§ 990. The next subject of which we propose to treat is the Contract of Sale of Personal Property.1 Any person who can make any other contract may make a contract of sale. The doctrines of law applicable to contracts in general in regard to the competency of parties, the immorality or illegality of the contract, and the fraud of the parties, are equally applicable to the contract of sale; and will not be considered under this head.
§ 991. A sale is a transfer of the absolute title to property for a certain agreed price.2 Unless the absolute title be conveyed, the contract is merely a mortgage or bailment, and not a sale.3 Three things, therefore, are requisite to a valid sale: 1st.

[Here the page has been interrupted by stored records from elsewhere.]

//! Presentation contract: list projections and user actions.
//!
//! The actual list rendering, search box and toast display belong to an
//! external presentation layer; this module defines what that layer consumes
//! (a [`ListEntry`] per classified message) and the two actions it can invoke
//! (copy the passcode, mark a message unread). Clipboard and notifications
//! are side-effect sinks behind traits so tests and alternative frontends can
//! substitute their own.

use crate::classifier::PatternSet;
use crate::error::{Error, Result};
use crate::message::{Message, ReadState};
use crate::pipeline::ClassifiedMessage;
use chrono::NaiveDateTime;
use tracing::debug;

// ─────────────────────────────────────────────────────────────────────────────
// List projection
// ─────────────────────────────────────────────────────────────────────────────

/// Icon slot of a list row, derived from read state.
#[derive(Debug, Clone, Copy, PartialEq, Eq)]
pub enum EntryIcon {
    /// Unread message.
    ClosedEnvelope,
    /// Read message.
    OpenEnvelope,
}

impl From<ReadState> for EntryIcon {
    fn from(state: ReadState) -> Self {
        if state.is_unread() {
            Self::ClosedEnvelope
        } else {
            Self::OpenEnvelope
        }
    }
}

/// Detail pane fields for one classified message.
#[derive(Debug, Clone, PartialEq, Eq)]
pub struct EntryDetail {
    /// Originator display string.
    pub sender: String,
    /// Receive time, if known.
    pub received_at: Option<NaiveDateTime>,
    /// Read status.
    pub read_status: ReadState,
    /// The detected passcode.
    pub code: String,
}

/// One renderable list row.
#[derive(Debug, Clone, PartialEq, Eq)]
pub struct ListEntry {
    /// Row title: the message body.
    pub title: String,
    /// Row icon, from read state.
    pub icon: EntryIcon,
    /// Row accessory: the receive timestamp.
    pub accessory: Option<NaiveDateTime>,
    /// Detail pane fields.
    pub detail: EntryDetail,
}

/// Projects a pipeline entry into its list row.
#[must_use]
pub fn list_entry(entry: &ClassifiedMessage) -> ListEntry {
    ListEntry {
        title: entry.message.body.clone(),
        icon: entry.message.read.into(),
        accessory: entry.message.received_at,
        detail: EntryDetail {
            sender: entry.message.sender.clone(),
            received_at: entry.message.received_at,
            read_status: entry.message.read,
            code: entry.classification.code.clone(),
        },
    }
}

// ─────────────────────────────────────────────────────────────────────────────
// Side-effect sinks
// ─────────────────────────────────────────────────────────────────────────────

/// Destination for extracted passcodes.
pub trait ClipboardSink {
    /// Writes `text` to the clipboard.
    ///
    /// # Errors
    ///
    /// Returns an error when the clipboard is unavailable or the write fails.
    fn copy_text(&mut self, text: &str) -> Result<()>;
}

/// The system clipboard, backed by `arboard`.
///
/// On Linux, clipboard contents persist only while the process is running.
#[derive(Debug, Default)]
pub struct SystemClipboard;

impl SystemClipboard {
    /// Creates a system clipboard sink.
    #[must_use]
    pub fn new() -> Self {
        Self
    }
}

impl ClipboardSink for SystemClipboard {
    fn copy_text(&mut self, text: &str) -> Result<()> {
        let mut clipboard =
            arboard::Clipboard::new().map_err(|source| Error::Clipboard { source })?;
        clipboard
            .set_text(text)
            .map_err(|source| Error::Clipboard { source })?;
        Ok(())
    }
}

/// Severity of a user notification.
#[derive(Debug, Clone, Copy, PartialEq, Eq)]
pub enum NotificationStyle {
    /// The action succeeded.
    Success,
    /// The action failed.
    Failure,
}

/// One user-facing notification.
#[derive(Debug, Clone, PartialEq, Eq)]
pub struct Notification {
    /// Severity.
    pub style: NotificationStyle,
    /// Short headline.
    pub title: String,
    /// Longer explanation.
    pub message: String,
}

impl Notification {
    /// A success notification.
    #[must_use]
    pub fn success(title: impl Into<String>, message: impl Into<String>) -> Self {
        Self {
            style: NotificationStyle::Success,
            title: title.into(),
            message: message.into(),
        }
    }

    /// A failure notification.
    #[must_use]
    pub fn failure(title: impl Into<String>, message: impl Into<String>) -> Self {
        Self {
            style: NotificationStyle::Failure,
            title: title.into(),
            message: message.into(),
        }
    }
}

/// Destination for user notifications (toasts).
pub trait NotificationSink {
    /// Delivers one notification.
    fn notify(&mut self, notification: Notification);
}

// ─────────────────────────────────────────────────────────────────────────────
// Actions
// ─────────────────────────────────────────────────────────────────────────────

/// The copy-OTP action.
///
/// Classifies the message on demand, writes the extracted code to the
/// clipboard sink and notifies the user either way. Returns the copied code
/// on success.
///
/// # Errors
///
/// Returns [`Error::NoCode`] when the message carries no detectable code, or
/// a clipboard error when the write fails; both paths also emit a failure
/// notification.
pub fn copy_otp(
    message: &Message,
    patterns: &PatternSet,
    clipboard: &mut dyn ClipboardSink,
    notifier: &mut dyn NotificationSink,
) -> Result<String> {
    let classification = patterns.classify(&message.body);

    let Some(code) = classification.as_code() else {
        notifier.notify(Notification::failure(
            "No passcode found",
            "No OTP was detected in this message.",
        ));
        return Err(Error::NoCode);
    };

    match clipboard.copy_text(code) {
        Ok(()) => {
            notifier.notify(Notification::success(
                "Copied",
                format!("Copied code {code} to the clipboard."),
            ));
            Ok(code.to_string())
        }
        Err(e) => {
            notifier.notify(Notification::failure(
                "Copy failed",
                "The passcode could not be written to the clipboard.",
            ));
            Err(e)
        }
    }
}

/// The mark-unread action.
///
/// The store is read-only from this system's perspective, so this only
/// acknowledges the request; no message state is mutated.
pub fn mark_unread(message: &Message, notifier: &mut dyn NotificationSink) {
    debug!(id = %message.id, "mark-unread requested");
    notifier.notify(Notification::success(
        "Marked unread",
        format!("Message {} marked as unread.", message.id),
    ));
}

#[cfg(test)]
mod tests {
    use super::*;
    use crate::classifier::Classification;
    use chrono::NaiveDate;

    #[derive(Default)]
    struct MemoryClipboard {
        contents: Option<String>,
        fail: bool,
    }

    impl ClipboardSink for MemoryClipboard {
        fn copy_text(&mut self, text: &str) -> Result<()> {
            if self.fail {
                return Err(Error::Clipboard {
                    source: arboard::Error::ClipboardNotSupported,
                });
            }
            self.contents = Some(text.to_string());
            Ok(())
        }
    }

    #[derive(Default)]
    struct RecordingNotifier {
        notifications: Vec<Notification>,
    }

    impl NotificationSink for RecordingNotifier {
        fn notify(&mut self, notification: Notification) {
            self.notifications.push(notification);
        }
    }

    fn test_message(body: &str) -> Message {
        Message {
            id: "10739".to_string(),
            sender: "242226".to_string(),
            service: "SMS".to_string(),
            received_at: NaiveDate::from_ymd_opt(2022, 8, 2)
                .unwrap()
                .and_hms_opt(22, 51, 48),
            body: body.to_string(),
            read: ReadState::Unread,
        }
    }

    #[test]
    fn test_copy_otp_success() {
        let patterns = PatternSet::with_defaults();
        let mut clipboard = MemoryClipboard::default();
        let mut notifier = RecordingNotifier::default();

        let code = copy_otp(
            &test_message("Dipak, Your OTP code is 3245."),
            &patterns,
            &mut clipboard,
            &mut notifier,
        )
        .unwrap();

        assert_eq!(code, "3245");
        assert_eq!(clipboard.contents.as_deref(), Some("3245"));
        assert_eq!(notifier.notifications.len(), 1);
        assert_eq!(
            notifier.notifications[0].style,
            NotificationStyle::Success
        );
    }

    #[test]
    fn test_copy_otp_no_code() {
        let patterns = PatternSet::with_defaults();
        let mut clipboard = MemoryClipboard::default();
        let mut notifier = RecordingNotifier::default();

        let err = copy_otp(
            &test_message("Hello, how are you?"),
            &patterns,
            &mut clipboard,
            &mut notifier,
        )
        .unwrap_err();

        assert!(matches!(err, Error::NoCode));
        assert!(clipboard.contents.is_none());
        assert_eq!(
            notifier.notifications[0].style,
            NotificationStyle::Failure
        );
    }

    #[test]
    fn test_copy_otp_clipboard_failure_notifies() {
        let patterns = PatternSet::with_defaults();
        let mut clipboard = MemoryClipboard {
            fail: true,
            ..MemoryClipboard::default()
        };
        let mut notifier = RecordingNotifier::default();

        let result = copy_otp(
            &test_message("code: 7777"),
            &patterns,
            &mut clipboard,
            &mut notifier,
        );

        assert!(result.is_err());
        assert_eq!(
            notifier.notifications[0].style,
            NotificationStyle::Failure
        );
    }

    #[test]
    fn test_mark_unread_is_notification_only() {
        let message = test_message("code: 1234");
        let mut notifier = RecordingNotifier::default();

        mark_unread(&message, &mut notifier);

        assert_eq!(notifier.notifications.len(), 1);
        assert!(notifier.notifications[0].message.contains("10739"));
    }

    #[test]
    fn test_list_entry_projection() {
        let message = test_message("Your code is 9999.");
        let entry = ClassifiedMessage {
            classification: Classification::with_code("9999"),
            message,
        };

        let row = list_entry(&entry);
        assert_eq!(row.title, "Your code is 9999.");
        assert_eq!(row.icon, EntryIcon::ClosedEnvelope);
        assert!(row.accessory.is_some());
        assert_eq!(row.detail.sender, "242226");
        assert_eq!(row.detail.code, "9999");
        assert_eq!(row.detail.read_status, ReadState::Unread);
    }

    #[test]
    fn test_icon_from_read_state() {
        assert_eq!(EntryIcon::from(ReadState::Unread), EntryIcon::ClosedEnvelope);
        assert_eq!(EntryIcon::from(ReadState::Read), EntryIcon::OpenEnvelope);
        assert_eq!(EntryIcon::from(ReadState::Unknown), EntryIcon::OpenEnvelope);
    }
}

The subject to be sold; 2d. The price; 3d. The mutual consent of the parties. We shall consider these in order.
1 For a full consideration of this subject, see Story on Sales of Personal Property.
2 As to the difference between a sale and an exchange, see Vail v. Strong, 10 Vt. 457; Mitchell v. Gile, 12 N. H. 390. A contract for an exchange of lands is as much within the Statute of Frauds as a contract for their sale for money. Purcell v. Miner, 4 Wall. 513 (1866). But see Moss v. Culver, 64 Penn. St. 414 (1870). If A. and B. own a horse in common, and B. takes it into his possession under an agreement to return the next week and either buy A. 's half or sell A. his half, but fails to meet his agreement, this does not constitute a sale or purchase of one-half, but a mere verbal agreement to trade. Whitmore v. Alley, 46 Me. 428 (1859). And where a creditor gave to his debtor a writing in which he acknowledged that he had received a horse from him and would return it within a specified time or pay the debt, while the horse in fact belonged to the creditor, it was held that the writing was not a bill of sale or a mortgage, and that by it no interest in the horse passed to the debtor. Crane v. Pearson, 49 Me. 97 (1861).
3 See Schenck v. Saunders, 13 Gray, 37 (1859).